#### Exercise directions
Check each line of the listing below for the string "lookup", then copy every line that has it.

#### Data
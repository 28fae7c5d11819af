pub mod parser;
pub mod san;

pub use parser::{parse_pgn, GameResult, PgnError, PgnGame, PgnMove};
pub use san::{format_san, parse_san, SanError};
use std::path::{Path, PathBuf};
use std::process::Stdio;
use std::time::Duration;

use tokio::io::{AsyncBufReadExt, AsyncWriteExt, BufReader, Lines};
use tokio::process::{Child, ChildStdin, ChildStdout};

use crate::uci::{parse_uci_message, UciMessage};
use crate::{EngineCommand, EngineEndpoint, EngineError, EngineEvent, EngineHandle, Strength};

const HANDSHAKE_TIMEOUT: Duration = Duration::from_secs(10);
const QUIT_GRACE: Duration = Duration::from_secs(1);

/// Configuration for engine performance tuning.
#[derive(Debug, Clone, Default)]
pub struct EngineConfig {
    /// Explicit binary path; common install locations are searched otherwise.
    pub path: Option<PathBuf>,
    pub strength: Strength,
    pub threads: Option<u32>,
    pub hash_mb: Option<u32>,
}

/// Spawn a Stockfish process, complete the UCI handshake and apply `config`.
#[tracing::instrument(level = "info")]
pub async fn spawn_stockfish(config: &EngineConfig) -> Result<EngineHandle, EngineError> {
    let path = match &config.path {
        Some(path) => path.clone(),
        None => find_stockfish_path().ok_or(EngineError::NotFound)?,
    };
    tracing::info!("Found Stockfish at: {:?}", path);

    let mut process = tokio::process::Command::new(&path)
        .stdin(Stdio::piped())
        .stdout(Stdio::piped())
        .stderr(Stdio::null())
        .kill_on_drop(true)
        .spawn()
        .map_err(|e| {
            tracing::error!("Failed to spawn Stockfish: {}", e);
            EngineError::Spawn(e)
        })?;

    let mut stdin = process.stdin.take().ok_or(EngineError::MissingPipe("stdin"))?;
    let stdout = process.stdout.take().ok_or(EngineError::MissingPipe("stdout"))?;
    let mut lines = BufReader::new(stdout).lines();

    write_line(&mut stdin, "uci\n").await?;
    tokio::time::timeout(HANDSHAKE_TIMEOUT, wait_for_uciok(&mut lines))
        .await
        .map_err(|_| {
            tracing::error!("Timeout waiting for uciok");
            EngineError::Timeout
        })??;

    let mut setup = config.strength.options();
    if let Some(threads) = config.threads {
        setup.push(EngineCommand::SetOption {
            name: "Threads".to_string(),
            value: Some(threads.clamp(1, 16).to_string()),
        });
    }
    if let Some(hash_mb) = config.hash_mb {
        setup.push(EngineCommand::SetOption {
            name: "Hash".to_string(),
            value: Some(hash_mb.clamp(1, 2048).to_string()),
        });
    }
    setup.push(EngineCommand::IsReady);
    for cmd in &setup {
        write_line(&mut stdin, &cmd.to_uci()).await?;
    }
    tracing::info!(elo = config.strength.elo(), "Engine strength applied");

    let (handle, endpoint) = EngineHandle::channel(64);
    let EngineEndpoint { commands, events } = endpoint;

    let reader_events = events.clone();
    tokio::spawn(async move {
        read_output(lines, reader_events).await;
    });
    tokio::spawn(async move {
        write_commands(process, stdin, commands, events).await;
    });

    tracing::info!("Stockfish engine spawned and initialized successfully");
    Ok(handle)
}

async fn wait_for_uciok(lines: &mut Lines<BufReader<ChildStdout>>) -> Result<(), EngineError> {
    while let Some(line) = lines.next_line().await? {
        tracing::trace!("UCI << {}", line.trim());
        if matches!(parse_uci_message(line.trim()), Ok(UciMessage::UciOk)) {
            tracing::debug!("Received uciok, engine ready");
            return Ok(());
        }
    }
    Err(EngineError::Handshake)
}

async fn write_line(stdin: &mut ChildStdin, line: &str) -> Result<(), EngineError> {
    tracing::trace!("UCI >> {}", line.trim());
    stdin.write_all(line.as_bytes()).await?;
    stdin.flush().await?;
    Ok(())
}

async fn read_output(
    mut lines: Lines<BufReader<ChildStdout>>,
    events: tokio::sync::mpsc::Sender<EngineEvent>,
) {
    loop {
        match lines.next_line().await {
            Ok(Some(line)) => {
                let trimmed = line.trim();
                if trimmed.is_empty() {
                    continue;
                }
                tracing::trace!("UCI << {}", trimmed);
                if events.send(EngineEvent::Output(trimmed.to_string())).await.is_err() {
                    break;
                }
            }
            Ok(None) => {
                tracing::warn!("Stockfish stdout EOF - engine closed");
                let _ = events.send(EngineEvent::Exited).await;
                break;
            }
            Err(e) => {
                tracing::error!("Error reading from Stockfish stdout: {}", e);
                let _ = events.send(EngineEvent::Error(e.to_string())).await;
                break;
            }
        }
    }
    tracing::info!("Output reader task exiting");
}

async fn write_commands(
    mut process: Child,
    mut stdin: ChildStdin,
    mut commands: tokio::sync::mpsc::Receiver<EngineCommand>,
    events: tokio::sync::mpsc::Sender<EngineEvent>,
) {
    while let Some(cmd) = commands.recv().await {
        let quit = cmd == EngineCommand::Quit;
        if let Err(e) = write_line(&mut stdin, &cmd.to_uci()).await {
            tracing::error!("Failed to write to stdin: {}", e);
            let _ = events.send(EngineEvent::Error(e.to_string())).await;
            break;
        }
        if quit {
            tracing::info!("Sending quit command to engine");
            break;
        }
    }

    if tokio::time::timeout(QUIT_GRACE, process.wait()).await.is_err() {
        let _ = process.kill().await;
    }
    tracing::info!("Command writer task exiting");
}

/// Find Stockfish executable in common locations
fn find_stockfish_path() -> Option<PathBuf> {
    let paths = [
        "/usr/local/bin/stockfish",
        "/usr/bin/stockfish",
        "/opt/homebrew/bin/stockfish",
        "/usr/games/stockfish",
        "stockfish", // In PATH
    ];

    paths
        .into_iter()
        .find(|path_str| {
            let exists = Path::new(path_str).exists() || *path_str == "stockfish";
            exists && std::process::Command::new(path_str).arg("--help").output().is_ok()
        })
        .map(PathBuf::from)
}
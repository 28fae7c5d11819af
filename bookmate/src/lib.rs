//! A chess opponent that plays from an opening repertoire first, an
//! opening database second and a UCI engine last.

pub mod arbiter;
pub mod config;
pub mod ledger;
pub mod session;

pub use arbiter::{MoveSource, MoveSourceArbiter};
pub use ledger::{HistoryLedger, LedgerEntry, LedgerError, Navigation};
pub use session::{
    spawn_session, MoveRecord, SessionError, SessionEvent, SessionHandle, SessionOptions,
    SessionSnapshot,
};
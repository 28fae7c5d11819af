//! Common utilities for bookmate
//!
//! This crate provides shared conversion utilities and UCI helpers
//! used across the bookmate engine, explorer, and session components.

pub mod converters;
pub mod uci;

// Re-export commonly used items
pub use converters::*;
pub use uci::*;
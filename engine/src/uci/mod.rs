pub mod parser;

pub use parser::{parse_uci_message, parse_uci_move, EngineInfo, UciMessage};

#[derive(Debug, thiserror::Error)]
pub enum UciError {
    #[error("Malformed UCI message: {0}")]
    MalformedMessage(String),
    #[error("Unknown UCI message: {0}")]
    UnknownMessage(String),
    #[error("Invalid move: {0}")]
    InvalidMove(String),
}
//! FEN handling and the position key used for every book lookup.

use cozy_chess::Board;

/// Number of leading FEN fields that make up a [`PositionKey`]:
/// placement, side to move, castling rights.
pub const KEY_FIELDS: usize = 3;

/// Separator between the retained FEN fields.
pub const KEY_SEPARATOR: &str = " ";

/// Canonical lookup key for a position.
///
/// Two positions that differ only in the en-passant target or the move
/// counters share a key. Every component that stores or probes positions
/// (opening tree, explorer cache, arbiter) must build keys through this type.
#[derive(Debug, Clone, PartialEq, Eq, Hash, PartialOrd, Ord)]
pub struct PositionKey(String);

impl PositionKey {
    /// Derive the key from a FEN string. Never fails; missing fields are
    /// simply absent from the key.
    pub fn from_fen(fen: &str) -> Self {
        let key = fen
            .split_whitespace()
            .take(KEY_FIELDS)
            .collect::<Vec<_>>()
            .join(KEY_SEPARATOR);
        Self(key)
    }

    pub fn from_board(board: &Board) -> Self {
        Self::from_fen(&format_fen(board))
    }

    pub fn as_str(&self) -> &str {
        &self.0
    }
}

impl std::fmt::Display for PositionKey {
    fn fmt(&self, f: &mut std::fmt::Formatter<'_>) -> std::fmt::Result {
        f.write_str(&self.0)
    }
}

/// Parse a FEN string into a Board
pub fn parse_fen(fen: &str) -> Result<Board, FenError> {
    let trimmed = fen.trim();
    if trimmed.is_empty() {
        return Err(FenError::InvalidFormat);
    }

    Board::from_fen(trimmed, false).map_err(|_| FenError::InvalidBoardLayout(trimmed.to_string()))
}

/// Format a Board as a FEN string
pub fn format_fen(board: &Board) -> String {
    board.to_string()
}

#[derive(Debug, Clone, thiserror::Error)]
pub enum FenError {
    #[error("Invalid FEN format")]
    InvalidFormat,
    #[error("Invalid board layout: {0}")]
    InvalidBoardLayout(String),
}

#### Answer to this task
//! FEN handling and the position key used for every book lookup.
/// Canonical lookup key for a position.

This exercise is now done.